I guess the planets and moons have all aligned. I received an email response from BluWav in regards to my inquiry on their hub motors.



> Thank you for contacting BluWāv for your electric propulsion system needs. We would be happy to discuss supplying you with our products and any additional engineering service your organization might require. To get the process started I have attached a copy of our 46 kW Hub Motor System brochure. It would be wise, I believe, to schedule a personal telephone call to discuss quantity and pricing issues. Please let me know what your availability is for such a discussion.


They included a pdf file detailing their RoadRunner system designed for vehicles up to 1500kg. They use 4 of their 46 KW hub motors and a battery pack of 316V and 5.1Kwh. Pretty small pack in my view.
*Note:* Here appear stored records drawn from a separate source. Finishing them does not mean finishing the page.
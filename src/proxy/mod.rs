pub mod cookie;

use axum::body::Body;
use axum::extract::Request;
use axum::response::Response;
use http::header::{HOST, InvalidHeaderValue, SET_COOKIE};
use http::{HeaderMap, HeaderName, HeaderValue};
use reqwest::redirect::Policy;
use thiserror::Error;
use tracing::instrument;

use crate::constants::PROXY_ROUTE_PREFIX;
use cookie::{CookieMode, rewrite_set_cookie};

const MAX_BODY_BYTES: usize = 2 * 1024 * 1024;

const HOP_BY_HOP: [&str; 8] = [
    "connection",
    "keep-alive",
    "proxy-authenticate",
    "proxy-authorization",
    "te",
    "trailer",
    "transfer-encoding",
    "upgrade",
];

fn is_hop_by_hop(name: &HeaderName) -> bool {
    HOP_BY_HOP.contains(&name.as_str())
}

/// Reverse proxy to the hosted backend that rewrites auth cookies on the way back
#[derive(Debug, Clone)]
pub struct BackendProxy {
    client: reqwest::Client,
    upstream: String,
    mode: CookieMode,
}

impl BackendProxy {
    pub fn new(upstream: &str, mode: CookieMode) -> ProxyResult<Self> {
        // redirects are the browser's business
        let client = reqwest::Client::builder().redirect(Policy::none()).build()?;

        Ok(Self {
            client,
            upstream: upstream.trim_end_matches('/').to_string(),
            mode,
        })
    }

    pub fn mode(&self) -> CookieMode {
        self.mode
    }

    fn upstream_url(&self, req: &Request) -> String {
        let path = req.uri().path();
        let path = path.strip_prefix(PROXY_ROUTE_PREFIX).unwrap_or(path);

        match req.uri().query() {
            Some(query) => format!("{}{path}?{query}", self.upstream),
            None => format!("{}{path}", self.upstream),
        }
    }

    /// Forwards a request upstream. The upstream status is passed through untouched.
    #[instrument(skip(self, req), fields(method = %req.method(), uri = %req.uri()))]
    pub async fn forward(&self, req: Request) -> ProxyResult<Response> {
        let url = self.upstream_url(&req);
        let (parts, body) = req.into_parts();
        let body = axum::body::to_bytes(body, MAX_BODY_BYTES).await?;

        let mut headers = HeaderMap::with_capacity(parts.headers.len());
        for (name, value) in parts.headers.iter() {
            if name != HOST && !is_hop_by_hop(name) {
                headers.append(name.clone(), value.clone());
            }
        }

        let upstream_res = self
            .client
            .request(parts.method, &url)
            .headers(headers)
            .body(body)
            .send()
            .await?;

        let status = upstream_res.status();
        tracing::debug!(%status, %url, "upstream responded");

        let mut response_headers = HeaderMap::with_capacity(upstream_res.headers().len());
        for (name, value) in upstream_res.headers().iter() {
            if is_hop_by_hop(name) {
                continue;
            }

            if name == SET_COOKIE {
                match value.to_str() {
                    Ok(raw) => {
                        let rewritten = rewrite_set_cookie(raw, self.mode);
                        response_headers.append(SET_COOKIE, HeaderValue::from_str(&rewritten)?);
                    }
                    Err(_) => {
                        tracing::warn!("dropping non-ascii set-cookie header from upstream");
                    }
                }
                continue;
            }

            response_headers.append(name.clone(), value.clone());
        }

        let bytes = upstream_res.bytes().await?;
        let mut response = Response::new(Body::from(bytes));
        *response.status_mut() = status;
        *response.headers_mut() = response_headers;

        Ok(response)
    }
}

pub type ProxyResult<T> = core::result::Result<T, ProxyErr>;

#[derive(Debug, Error)]
pub enum ProxyErr {
    #[error("failed to read request body: {0}")]
    Body(#[from] axum::Error),

    #[error(transparent)]
    Upstream(#[from] reqwest::Error),

    #[error(transparent)]
    Header(#[from] InvalidHeaderValue),
}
They stated that would give a vehicle a range of 25km. Performance was peppy with a 0-60mph time of 5seconds and top speed of 75mph.

Here is a link to where you can download the pdf file. 
http://download.yousendit.com/A6EC34720E4EE0A0

Cheers

Brian Willan
Oshawa, Ontario
Canada


----------



## ronis108 (Dec 14, 2007)

5.3 KWH was probably just for the purpose of developing the hub motors, which is what the emphisis is here. Also that would contribute to a good 0-60 time. 46 KW per wheel would be pretty fast. I would think 4 hub motor in the right donor car could give good range and power to weight ratio. Its funny, now that I have the EV bug bite, I drive down the hwy looking at cars from the perspective of conversion material. "Hmmm, you could stuff a bunch of lithium in that baby!" "Light weight too"! 

ron


----------



## Thalass (Dec 28, 2007)

A possible alternative to having four hub motors would be to have two regular motors, one bolted to the rear diff, the other bolted to a diff in the front. This would allow you to use cheaper motors at the cost of having a little bit more mechanical stuff to look after (though a diff is fairly maintenance free). It's what I'm planning on doing when I start my conversion, and it's been done before at least once so I know it works  

Something that bugs me with hub motors is that the bearings have to take all that vibration and weight. I know they can build them to take it, but it just seems to me to be better to keep the motor simple and use regular wheel bearings. Just a personal opinion, really. 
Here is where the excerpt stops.